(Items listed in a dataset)
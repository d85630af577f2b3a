use crate::config::DetailConfig;
use crate::projection::{self, Projection};
use crate::surface::{escape_attr, SvgSurface};
use crate::types::{CountryFeature, StoreRecord};
use tracing::debug;

/// Draw one country and its stores onto `surface`, with the projection fitted
/// to that country alone. Returns the number of store points drawn.
///
/// The surface is drawn into as-is; callers clear it first when redrawing.
pub fn draw_country(
    surface: &mut SvgSurface,
    config: &DetailConfig,
    country: &CountryFeature,
    stores: &[StoreRecord],
) -> usize {
    let projection = Projection::fit_size(
        config.projection,
        surface.width(),
        surface.height(),
        std::iter::once(&country.geometry),
    );
    let shape = projection.project_geometry(&country.geometry);

    surface.push(format!(
        r#"<g id="countryMap"><path d="{}" data-code="{}" fill="{}" opacity="0.6" stroke="black"/></g>"#,
        projection::svg_path(&shape),
        escape_attr(&country.code),
        escape_attr(&config.country_fill),
    ));

    let mut points = String::from(r#"<g id="topCountryPoints">"#);
    let mut drawn = 0;
    for store in stores.iter().filter(|s| s.country_code == country.code) {
        let p = projection.project(store.longitude, store.latitude);
        points.push_str(&format!(
            r#"<circle cx="{:.2}" cy="{:.2}" r="{}" fill="{}" opacity="0.6" stroke="black"/>"#,
            p.x,
            p.y,
            config.point_radius,
            escape_attr(&config.point_fill),
        ));
        drawn += 1;
    }
    points.push_str("</g>");
    surface.push(points);

    debug!("Drew {} ({}) with {} stores on {}", country.name, country.code, drawn, surface.name());
    drawn
}
use geo::{Centroid, Coord, CoordsIter, MapCoords, MultiPolygon, Point};
use serde::{Deserialize, Serialize};
use std::f64::consts::{FRAC_PI_2, FRAC_PI_4};
use std::fmt::Write;

/// Latitude limit of Web Mercator; beyond it y grows without bound.
const MERCATOR_MAX_LAT: f64 = 85.051_128_779_806_59;

#[derive(Debug, Clone, Copy, PartialEq, Eq, Deserialize, Serialize)]
#[serde(rename_all = "snake_case")]
pub enum ProjectionKind {
    Mercator,
    WinkelTripel,
}

/// A projection from lon/lat degrees to screen coordinates, y pointing down.
#[derive(Debug, Clone, Copy, PartialEq)]
pub struct Projection {
    kind: ProjectionKind,
    scale: f64,
    translate: (f64, f64),
}

impl Projection {
    pub fn new(kind: ProjectionKind) -> Self {
        Self {
            kind,
            scale: 1.0,
            translate: (0.0, 0.0),
        }
    }

    /// Scale and centre the projection so the geometries fill a
    /// `width` x `height` area.
    pub fn fit_size<'a, I>(kind: ProjectionKind, width: f64, height: f64, geometries: I) -> Self
    where
        I: IntoIterator<Item = &'a MultiPolygon<f64>>,
    {
        let unit = Self::new(kind);

        let mut min = Coord { x: f64::INFINITY, y: f64::INFINITY };
        let mut max = Coord { x: f64::NEG_INFINITY, y: f64::NEG_INFINITY };
        for geometry in geometries {
            for c in geometry.coords_iter() {
                let p = unit.project(c.x, c.y);
                min.x = min.x.min(p.x);
                min.y = min.y.min(p.y);
                max.x = max.x.max(p.x);
                max.y = max.y.max(p.y);
            }
        }

        if !min.x.is_finite() || !max.x.is_finite() {
            return unit;
        }

        let dx = max.x - min.x;
        let dy = max.y - min.y;
        let scale = match (dx > 0.0, dy > 0.0) {
            (true, true) => (width / dx).min(height / dy),
            (true, false) => width / dx,
            (false, true) => height / dy,
            (false, false) => 1.0,
        };

        Self {
            kind,
            scale,
            translate: (
                (width - scale * (min.x + max.x)) / 2.0,
                (height - scale * (min.y + max.y)) / 2.0,
            ),
        }
    }

    pub fn project(&self, lon: f64, lat: f64) -> Coord<f64> {
        let (x, y) = self.raw(lon.to_radians(), lat.to_radians());
        Coord {
            x: self.translate.0 + self.scale * x,
            y: self.translate.1 - self.scale * y,
        }
    }

    pub fn project_geometry(&self, geometry: &MultiPolygon<f64>) -> MultiPolygon<f64> {
        geometry.map_coords(|c| self.project(c.x, c.y))
    }

    fn raw(&self, lambda: f64, phi: f64) -> (f64, f64) {
        match self.kind {
            ProjectionKind::Mercator => {
                let phi = phi.clamp(-MERCATOR_MAX_LAT.to_radians(), MERCATOR_MAX_LAT.to_radians());
                (lambda, (FRAC_PI_4 + phi / 2.0).tan().ln())
            }
            ProjectionKind::WinkelTripel => {
                // Average of Aitoff and equirectangular with standard parallel acos(2/pi).
                let (ax, ay) = aitoff(lambda, phi);
                ((ax + lambda / FRAC_PI_2) / 2.0, (ay + phi) / 2.0)
            }
        }
    }
}

fn aitoff(lambda: f64, phi: f64) -> (f64, f64) {
    let half = lambda / 2.0;
    let cos_phi = phi.cos();
    let alpha = (cos_phi * half.cos()).clamp(-1.0, 1.0).acos();
    let sinc_inv = if alpha == 0.0 { 1.0 } else { alpha / alpha.sin() };
    (2.0 * cos_phi * half.sin() * sinc_inv, phi.sin() * sinc_inv)
}

/// SVG path data for an already projected shape.
pub fn svg_path(shape: &MultiPolygon<f64>) -> String {
    let mut d = String::new();
    for polygon in shape {
        for ring in std::iter::once(polygon.exterior()).chain(polygon.interiors()) {
            let mut coords = ring.coords();
            let Some(first) = coords.next() else { continue };
            let _ = write!(d, "M{:.2},{:.2}", first.x, first.y);
            for c in coords {
                let _ = write!(d, "L{:.2},{:.2}", c.x, c.y);
            }
            d.push('Z');
        }
    }
    d
}

/// Area-weighted centroid of an already projected shape.
pub fn centroid(shape: &MultiPolygon<f64>) -> Option<Point<f64>> {
    shape.centroid()
}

◆ Directions:
Please copy every line from the entries that includes the word "lambda".

◆ Answer to this exercise:
    fn raw(&self, lambda: f64, phi: f64) -> (f64, f64) {
                (lambda, (FRAC_PI_4 + phi / 2.0).tan().ln())
                let (ax, ay) = aitoff(lambda, phi);
                ((ax + lambda / FRAC_PI_2) / 2.0, (ay + phi) / 2.0)
fn aitoff(lambda: f64, phi: f64) -> (f64, f64) {
    let half = lambda / 2.0;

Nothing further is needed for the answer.